__Stored data__.
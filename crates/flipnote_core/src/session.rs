//! Review session state for the flip view.
//!
//! # Responsibility
//! - Own the locked page set for one stable layout.
//! - Derive the displayed page set on every entry refresh.
//! - Track the page cursor for left/right navigation and the slider.
//!
//! # Invariants
//! - The locked page set is replaced wholesale on reflow, never mutated.
//! - The cursor always points at an existing page, or 0 when there are none.
//! - Opening or reflowing positions the cursor on the newest (right-most) page.

use crate::model::entry::Entry;
use crate::model::layout::{LayoutError, LayoutParams};
use crate::model::page::{Page, PageSet};
use crate::pager::{extend, paginate, Measure, TimestampLabel};
use log::{debug, info};
use std::error::Error;
use std::fmt::{Display, Formatter};

/// Session setup failure.
#[derive(Debug)]
pub enum SessionError<E> {
    /// Layout parameters were rejected before pagination.
    Layout(LayoutError),
    /// Caller-supplied measurement failed.
    Measure(E),
}

impl<E: Display> Display for SessionError<E> {
    fn fmt(&self, f: &mut Formatter<'_>) -> std::fmt::Result {
        match self {
            Self::Layout(err) => write!(f, "{err}"),
            Self::Measure(err) => write!(f, "measurement failed: {err}"),
        }
    }
}

impl<E: Error + 'static> Error for SessionError<E> {
    fn source(&self) -> Option<&(dyn Error + 'static)> {
        match self {
            Self::Layout(err) => Some(err),
            Self::Measure(err) => Some(err),
        }
    }
}

impl<E> From<LayoutError> for SessionError<E> {
    fn from(value: LayoutError) -> Self {
        Self::Layout(value)
    }
}

/// Locked pages, displayed pages and the page cursor.
#[derive(Debug, Clone)]
pub struct ReviewSession {
    layout: LayoutParams,
    label: TimestampLabel,
    locked: PageSet,
    displayed: PageSet,
    cursor: usize,
}

impl ReviewSession {
    /// Paginates `entries` (newest-first) and locks the result.
    ///
    /// # Errors
    /// - `Layout` when `layout` fails validation.
    /// - `Measure` when `measure` fails for any entry.
    pub fn open<M>(
        entries: &[Entry],
        measure: &M,
        layout: LayoutParams,
        label: TimestampLabel,
    ) -> Result<Self, SessionError<M::Error>>
    where
        M: Measure + ?Sized,
    {
        layout.validate()?;
        let locked = paginate(entries, measure, &layout, &label).map_err(SessionError::Measure)?;
        let cursor = newest_index(&locked);
        info!(
            "event=session_open module=session status=ok entries={} pages={}",
            entries.len(),
            locked.len()
        );

        Ok(Self {
            layout,
            label,
            displayed: locked.clone(),
            locked,
            cursor,
        })
    }

    /// Re-derives the displayed pages from the locked set and `entries`.
    ///
    /// The cursor keeps its index, so pages already viewed stay put.
    pub fn refresh(&mut self, entries: &[Entry]) {
        self.displayed = extend(&self.locked, entries);
        self.cursor = self.cursor.min(newest_index(&self.displayed));
        debug!(
            "event=session_refresh module=session status=ok pages={} cursor={}",
            self.displayed.len(),
            self.cursor
        );
    }

    /// Re-paginates from scratch when `layout` differs from the active one.
    ///
    /// Returns `Ok(true)` when a new locked set replaced the old one and
    /// `Ok(false)` when the layout is unchanged (nothing is touched).
    ///
    /// # Errors
    /// Same as [`ReviewSession::open`]; the session is left unchanged on error.
    pub fn relayout<M>(
        &mut self,
        entries: &[Entry],
        measure: &M,
        layout: LayoutParams,
    ) -> Result<bool, SessionError<M::Error>>
    where
        M: Measure + ?Sized,
    {
        if !self.layout.requires_reflow(&layout) {
            return Ok(false);
        }
        layout.validate()?;
        let locked =
            paginate(entries, measure, &layout, &self.label).map_err(SessionError::Measure)?;

        info!(
            "event=session_relayout module=session status=ok entries={} old_pages={} new_pages={}",
            entries.len(),
            self.displayed.len(),
            locked.len()
        );
        self.layout = layout;
        self.cursor = newest_index(&locked);
        self.displayed = locked.clone();
        self.locked = locked;
        Ok(true)
    }

    pub fn layout(&self) -> &LayoutParams {
        &self.layout
    }

    pub fn label(&self) -> &TimestampLabel {
        &self.label
    }

    /// Snapshot from the last full pagination.
    pub fn locked_pages(&self) -> &PageSet {
        &self.locked
    }

    /// Locked pages plus appended single-entry pages.
    pub fn displayed_pages(&self) -> &PageSet {
        &self.displayed
    }

    pub fn page_count(&self) -> usize {
        self.displayed.len()
    }

    pub fn current_index(&self) -> usize {
        self.cursor
    }

    pub fn current_page(&self) -> Option<&Page> {
        self.displayed.get(self.cursor)
    }

    /// Entries on the current page; empty when there are no pages.
    pub fn current_entries(&self) -> &[Entry] {
        self.current_page().map(Page::entries).unwrap_or(&[])
    }

    /// Moves one page left (towards older notes). Returns whether it moved.
    pub fn go_older(&mut self) -> bool {
        if self.cursor == 0 {
            return false;
        }
        self.cursor -= 1;
        true
    }

    /// Moves one page right (towards newer notes). Returns whether it moved.
    pub fn go_newer(&mut self) -> bool {
        if self.cursor >= newest_index(&self.displayed) {
            return false;
        }
        self.cursor += 1;
        true
    }

    /// Jumps to `index`, clamped to the existing pages.
    pub fn jump_to(&mut self, index: usize) -> usize {
        self.cursor = index.min(newest_index(&self.displayed));
        self.cursor
    }

    /// One-based `"n / total"`; `"0 / 0"` without pages.
    pub fn position_label(&self) -> String {
        if self.displayed.is_empty() {
            return "0 / 0".to_string();
        }
        format!("{} / {}", self.cursor + 1, self.displayed.len())
    }
}

fn newest_index(pages: &PageSet) -> usize {
    pages.len().saturating_sub(1)
}
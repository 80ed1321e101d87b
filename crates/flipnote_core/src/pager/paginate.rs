//! Full pagination pass.
//!
//! # Contract
//! - Input entries are newest-first; output pages are oldest-first.
//! - Inside a page, entries keep consumption order (newest first).
//! - Every page starts at `top_padding`; every entry costs its rounded-up
//!   measured height plus `item_gap`.
//! - A page closes only when the next entry would overflow it and it already
//!   holds an entry, so an oversized entry sits alone on its own page.
//! - Empty input yields zero pages.

use crate::model::entry::Entry;
use crate::model::layout::LayoutParams;
use crate::model::page::{Page, PageSet};
use crate::pager::label::TimestampLabel;
use crate::pager::measure::Measure;
use log::{debug, error};
use std::time::Instant;

/// Splits `entries` into height-bounded pages.
///
/// Calls `measure` exactly once per entry, in input order, with the
/// labelled entry text.
///
/// # Errors
/// Returns the first measurement error unchanged; no partial result is kept.
pub fn paginate<M>(
    entries: &[Entry],
    measure: &M,
    layout: &LayoutParams,
    label: &TimestampLabel,
) -> Result<PageSet, M::Error>
where
    M: Measure + ?Sized,
{
    let started_at = Instant::now();
    if entries.is_empty() {
        return Ok(PageSet::empty());
    }

    let mut closed: Vec<Page> = Vec::new();
    let mut open: Vec<Entry> = Vec::new();
    let mut open_height = layout.top_padding;

    for (index, entry) in entries.iter().enumerate() {
        let text = label.measure_text(entry);
        let measured = match measure.measure(
            &text,
            layout.content_width,
            layout.font_size,
            layout.line_height,
        ) {
            Ok(height) => height,
            Err(err) => {
                error!(
                    "event=paginate module=pager status=error error_code=measure_failed entry_index={} duration_ms={}",
                    index,
                    started_at.elapsed().as_millis()
                );
                return Err(err);
            }
        };
        let cost = measured.ceil() + layout.item_gap;

        if open_height + cost > layout.page_height && !open.is_empty() {
            closed.push(Page::new(std::mem::take(&mut open)));
            open_height = layout.top_padding;
        }
        open.push(entry.clone());
        open_height += cost;
    }
    if !open.is_empty() {
        closed.push(Page::new(open));
    }

    closed.reverse();
    debug!(
        "event=paginate module=pager status=ok entries={} pages={} duration_ms={}",
        entries.len(),
        closed.len(),
        started_at.elapsed().as_millis()
    );
    Ok(PageSet::new(closed))
}

#[cfg(test)]
mod tests {
    use super::paginate;
    use crate::model::entry::Entry;
    use crate::model::layout::LayoutParams;
    use crate::pager::label::TimestampLabel;
    use std::cell::RefCell;

    fn layout(page_height: f64, item_gap: f64, top_padding: f64) -> LayoutParams {
        LayoutParams {
            content_width: 100.0,
            page_height,
            font_size: 12.0,
            line_height: 16.0,
            item_gap,
            top_padding,
        }
    }

    fn entries(newest: i64) -> Vec<Entry> {
        (1..=newest)
            .rev()
            .map(|ts| Entry::new("u", format!("log{ts}"), ts))
            .collect()
    }

    fn timestamps(page: &crate::model::page::Page) -> Vec<i64> {
        page.entries().iter().map(|e| e.timestamp).collect()
    }

    #[test]
    fn fractional_heights_are_rounded_up() {
        // ceil(24.2) + 0 = 25 per entry; 4 * 25 = 100 fits, the fifth does not.
        let measure = |_: &str, _: f64, _: f64, _: f64| 24.2;
        let pages = paginate(&entries(5), &measure, &layout(100.0, 0.0, 0.0), &TimestampLabel::utc())
            .unwrap();
        assert_eq!(pages.len(), 2);
        assert_eq!(timestamps(&pages.pages()[0]), vec![1]);
        assert_eq!(timestamps(&pages.pages()[1]), vec![5, 4, 3, 2]);
    }

    #[test]
    fn top_padding_is_charged_once_per_page() {
        // 20 + 3 * 25 = 95 fits; a fourth entry overflows 100.
        let measure = |_: &str, _: f64, _: f64, _: f64| 20.0;
        let pages = paginate(&entries(4), &measure, &layout(100.0, 5.0, 20.0), &TimestampLabel::utc())
            .unwrap();
        assert_eq!(pages.len(), 2);
        assert_eq!(timestamps(&pages.pages()[1]), vec![4, 3, 2]);
        assert_eq!(timestamps(&pages.pages()[0]), vec![1]);
    }

    #[test]
    fn exact_fit_does_not_break() {
        let measure = |_: &str, _: f64, _: f64, _: f64| 50.0;
        let pages = paginate(&entries(2), &measure, &layout(100.0, 0.0, 0.0), &TimestampLabel::utc())
            .unwrap();
        assert_eq!(pages.len(), 1);
    }

    #[test]
    fn gap_is_charged_and_exact_fit_with_gap_stays_on_page() {
        // 20 + 5 = 25 per entry; four reach 100 exactly, the fifth breaks.
        let measure = |_: &str, _: f64, _: f64, _: f64| 20.0;
        let pages = paginate(&entries(9), &measure, &layout(100.0, 5.0, 0.0), &TimestampLabel::utc())
            .unwrap();
        let by_page: Vec<Vec<i64>> = pages.iter().map(timestamps).collect();
        assert_eq!(by_page, vec![vec![1], vec![5, 4, 3, 2], vec![9, 8, 7, 6]]);

        // Same entries one unit short of the boundary drop to three per page.
        let pages = paginate(&entries(9), &measure, &layout(99.0, 5.0, 0.0), &TimestampLabel::utc())
            .unwrap();
        let by_page: Vec<Vec<i64>> = pages.iter().map(timestamps).collect();
        assert_eq!(by_page, vec![vec![3, 2, 1], vec![6, 5, 4], vec![9, 8, 7]]);
    }

    #[test]
    fn padding_and_gap_together_meet_page_height_exactly() {
        // 10 + 3 * (25 + 5) = 100.
        let measure = |_: &str, _: f64, _: f64, _: f64| 25.0;
        let pages = paginate(&entries(4), &measure, &layout(100.0, 5.0, 10.0), &TimestampLabel::utc())
            .unwrap();
        assert_eq!(pages.len(), 2);
        assert_eq!(timestamps(&pages.pages()[1]), vec![4, 3, 2]);
    }

    #[test]
    fn measures_labelled_text_in_input_order() {
        let seen = RefCell::new(Vec::new());
        let measure = |text: &str, width: f64, font: f64, line: f64| {
            seen.borrow_mut().push((text.to_owned(), width, font, line));
            10.0
        };
        let input = vec![Entry::new("u", "second", 86_400_000), Entry::new("u", "first", 0)];
        paginate(&input, &measure, &layout(500.0, 0.0, 0.0), &TimestampLabel::utc()).unwrap();

        let seen = seen.into_inner();
        assert_eq!(seen.len(), 2);
        assert_eq!(seen[0].0, "1970/01/02(金) 00:00\nsecond");
        assert_eq!(seen[1].0, "1970/01/01(木) 00:00\nfirst");
        assert_eq!((seen[0].1, seen[0].2, seen[0].3), (100.0, 12.0, 16.0));
    }
}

__Task description__. Everything from the first line of the records through the line holding "there are none." is to be transcribed exactly; leave out all other lines.

__Your solution__.
filename crates/flipnote_core/src/session.rs
//! Review session state for the flip view.
//!
//! # Responsibility
//! - Own the locked page set for one stable layout.
//! - Derive the displayed page set on every entry refresh.
//! - Track the page cursor for left/right navigation and the slider.
//!
//! # Invariants
//! - The locked page set is replaced wholesale on reflow, never mutated.
//! - The cursor always points at an existing page, or 0 when there are none.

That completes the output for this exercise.